HiSea Project kicks off in The Hague, placing end-users’ needs at centre

The EU-funded HiSea project – High Resolution Copernicus-Based Information Services at Sea for Ports and Aquaculture – held its kick-off meeting in Scheveningen, The Netherlands, on January 8-9, 2019, to confer among all partners and begin work.

Partners focused equally on the work plan itself – logistics of work packages, data management and communication among partners and with the EU – and on already starting to get a deeper understanding of the needs of the project’s intended end-users in the port and aquaculture sectors.

“The added value of this project is the high-resolution modelling, which is what sets it apart,” said HiSea coordinator Dr. Ghada El Serafy of Deltares. “The aim is not only to listen to users, but to allow us to understand and solve their problems. At the end of the day, this project’s mandate is to provide services and tools for users, offering easy to access and accurate information which will facilitate their day-to-day operations and work.”

EU Research Executive Agency representative Kristiina Urpalainen-Menon outlined the expectations of the EU as funders of such a program through the Horizon 2020 framework, and ultimately as representatives of the European tax-payer. She detailed this in terms of innovation, creation of a viable product addressing needs of end-users in the public and corporate sectors, and development into a sustainable project providing product or services to end-users who purchase them to address their needs. Urpalainen-Menon noted that such programs now benefit from both technical and entrepreneurial expert review and feedback in the context of EU funding.

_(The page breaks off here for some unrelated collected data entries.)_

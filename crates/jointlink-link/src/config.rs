use std::time::Duration;

use jointlink_codec::PACKET_SIZE;
use jointlink_transport::PortOptions;

use crate::error::{LinkError, Result};

/// Margin for controllers with native USB CDC, where a whole packet arrives
/// in one USB transfer.
pub const USB_CDC_TIMEOUT_MARGIN: f64 = 1.1;

/// Margin for UART bridges such as FTDI chips.
pub const UART_BRIDGE_TIMEOUT_MARGIN: f64 = 10.0;

/// Link manager behavior.
#[derive(Debug, Clone, PartialEq)]
pub struct LinkConfig {
    /// Bytes per transport read. Must equal the codec's packet size.
    pub packet_size: usize,
    /// Sleep between service loop iterations. Bounds CPU use; not a
    /// real-time deadline.
    pub poll_interval: Duration,
    /// Sleep between polls in [`LinkManager::wait_for_message`].
    ///
    /// [`LinkManager::wait_for_message`]: crate::LinkManager::wait_for_message
    pub wait_interval: Duration,
    /// Time `stop` gives the service loop to observe the stop request.
    pub stop_grace: Duration,
    /// Multiplier for the per-packet read timeout derived from the baud
    /// rate when `connect` gets none.
    pub timeout_margin: f64,
}

impl Default for LinkConfig {
    fn default() -> Self {
        Self {
            packet_size: PACKET_SIZE,
            poll_interval: Duration::from_millis(1),
            wait_interval: Duration::from_millis(10),
            stop_grace: Duration::from_millis(1),
            timeout_margin: USB_CDC_TIMEOUT_MARGIN,
        }
    }
}

impl LinkConfig {
    /// Read timeout for one packet at `baud_rate`:
    /// `packet_size * (timeout_margin / baud_rate)` seconds.
    pub fn packet_read_timeout(&self, baud_rate: u32) -> Result<Duration> {
        if baud_rate == 0 {
            return Err(LinkError::InvalidBaudRate(baud_rate));
        }
        if !self.timeout_margin.is_finite() || self.timeout_margin <= 0.0 {
            return Err(LinkError::InvalidTimeoutMargin(self.timeout_margin));
        }

        let seconds = self.packet_size as f64 * (self.timeout_margin / f64::from(baud_rate));
        Duration::try_from_secs_f64(seconds)
            .map_err(|_| LinkError::InvalidTimeoutMargin(self.timeout_margin))
    }

    /// Check the packet size against the codec.
    pub fn validate(&self) -> Result<()> {
        if self.packet_size != PACKET_SIZE {
            return Err(LinkError::PacketSizeMismatch {
                configured: self.packet_size,
                codec: PACKET_SIZE,
            });
        }
        Ok(())
    }
}

/// Per-connection options.
#[derive(Debug, Clone, Default, PartialEq)]
pub struct ConnectOptions {
    /// Read timeout; derived from the baud rate when `None`.
    pub read_timeout: Option<Duration>,
    /// Line settings.
    pub port: PortOptions,
}

impl ConnectOptions {
    pub fn with_read_timeout(mut self, timeout: Duration) -> Self {
        self.read_timeout = Some(timeout);
        self
    }

    pub fn with_port_options(mut self, port: PortOptions) -> Self {
        self.port = port;
        self
    }
}
//! Queue-decoupled serial link management.
//!
//! [`LinkManager`] owns the serial port and a background service thread.
//! Callers queue outbound [`Message`](jointlink_codec::Message)s and pick up
//! decoded replies without ever touching the wire themselves.

pub mod config;
pub mod error;
pub mod link;
mod service;

pub use config::{ConnectOptions, LinkConfig, UART_BRIDGE_TIMEOUT_MARGIN, USB_CDC_TIMEOUT_MARGIN};
pub use error::{LinkError, Result};
pub use link::{ConnectionParameters, LinkManager};
pub use service::LinkStats;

Asked to address the HiSea project as a potential end-user, Eleni Geropanagioti of Selonda Aquaculture said that “water quality monitoring is of paramount importance, as it directly affects fish health, robustness, growth rates and feed conversion ratios,” and that disease and mortality rates are also related to water quality, though often in ways that are difficult to pinpoint.

“Different factors at various stages, even the earliest stages, can impact the growth of the fish later on,” Geropanagioti added. Cages must also be moved sometimes, depending on water quality conditions. Current data management systems monitor vital parameters including oxygen levels and temperatures, mortalities and counts as well as feeding data, and the information is used to adjust feeding and govern other management aspects.

HiSea will interpret this data and vastly improve fisheries management by providing data services such as forecasts of optimum or problematic conditions as well as and alerts in real time as actions are required.

Fundación Valenciaport R&D project manager Rafael Company-Peris indicated that the primary environmental problems the ports face are seasonal algae blooms and hydrocarbon spills. The three ports of the Valencia region monitor various water quality parameters – primarily water temperature, chlorophyll, oxygen, hydrocarbon pollution, salinity and turbidity. The collected information is reported to the regional government every six months to demonstrate compliance of port terminals and facilities with legislation and combat pollution.

HiSea will offer significant benefit to ports by providing early detection of possible pollution episodes, as well as up to date, high-resolution information on factors that influence the handling and clean-up of pollution episodes. Company-Peris also discussed the establishment of a HiSea stakeholder advisory board (SAB) to give ongoing inputs and feedback from the end-user’s points of view.  

Deltares’ Lőrinc Mészáros described the project’s work methods and objectives during the stage dedicated to operability, validation and demonstration of HiSea services. He noted that end-user stories will be translated into service use cases and used as such to identify users’ requirements and operational needs, which will then be integrated into the product. “This will be repeated until all user requirements are fulfilled,” Mészáros said. “This will be not a linear procedure, but an iterative procedure.”

Ascora representative and software developer Danny Pape gave a presentation on the data-management and process of making back-end improvements as part of the Service Implementation aspect of the HiSea project.

HIDROMOD general manager Adelio Silva presented the HiSea project’s Service Design component and stressed the importance of a detailed data storage plan and of HiSea planning the interaction between data storage, the services provided, and the users’ involvement, both during the funded project phase and thereafter.